# Moving Large Aquariums



## sakurachan1 (Mar 12, 2012)

I might be moving a 180G tank soon, and I was wondering if there would be any problem moving the tank VERTICALLY on a dollie? There isnt really any stairs just ramps which can be moved easily on a dollie but there are multiple sharp turns and only way thru would prolli make it vertically and place it back down after making the turn. However since theres a few sharp turns would it be wiser to just move the tank vertically on a dollie and maybe tie it tightly and have people hold the tank still to avoid excess wobbling?


----------



## SeaHorse_Fanatic (Apr 22, 2010)

Pad the tank and strap it in tightly and you should be fine moving it vertically. I would secure a small piece of plywood on the dolly base so that it supports the tank by its trim, not the glass.

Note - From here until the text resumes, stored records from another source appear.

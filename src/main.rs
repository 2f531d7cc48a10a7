// src/main.rs
// =============================================================================
// This is the entry point of our CLI application.
//
// What happens here:
// 1. Print the banner and parse command-line arguments using clap
// 2. Build an immutable Config (or print usage and stop)
// 3. Run the selected extractors concurrently and wait for all of them
// 4. Exit with 0, unless --strict was given and an extractor failed (1)
//    or something went wrong before dispatch (2)
// =============================================================================

mod cli;
mod config;
mod dispatch;
mod extract;
mod logging;

use std::sync::Arc;

use clap::Parser;
use cli::Cli;
use config::Config;

const BANNER: &str = r"
     _       ___   _   _   _  __   ____
    | |     |_ _| | \ | | | |/ /  / ___|
    | |      | |  |  \| | | ' /  | |  _
    | |___   | |  | |\  | | . \  | |_| |
    |_____| |___| |_| \_| |_|\_\  \____|
";

fn main() {
    let exit_code = match run() {
        Ok(code) => code,
        Err(e) => {
            eprintln!("Error: {:#}", e);
            2
        }
    };

    std::process::exit(exit_code);
}

fn run() -> anyhow::Result<i32> {
    let cli = Cli::parse();

    if !cli.no_banner {
        println!("{}", BANNER);
    }

    let config = match Config::from_cli(&cli) {
        Ok(config) => config,
        Err(e) => {
            // Not an error exit: print what's missing plus the help text
            println!("{}", e);
            cli::print_usage();
            return Ok(0);
        }
    };

    logging::initialize(config.verbosity);
    log::debug!("{:?}", config);

    // The runtime is only built once there is something to run
    let runtime = tokio::runtime::Builder::new_multi_thread()
        .enable_all()
        .build()?;

    let strict = config.strict;
    let outcomes = runtime.block_on(dispatch::run_all(Arc::new(config)));

    Ok(dispatch::exit_code(&outcomes, strict))
}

Anthony (yeah, still awake and editing papers at 4 in the morning, uggg).


----------



## deepRED (May 22, 2010)

I've moved several large tanks this way without problem. Use moving pads/blanket and a dolly and strap it well. 

The one thing to watch for is to limit the weight on the pivot edge when you're tilting it up. Use the edge with the plastic frame (not the side edge) and try lift instead of putting the full weight on it. I moved a 180 before in my apartment and I got a pressure chip from a buddy unknowing tilting it up on the side edge.


----------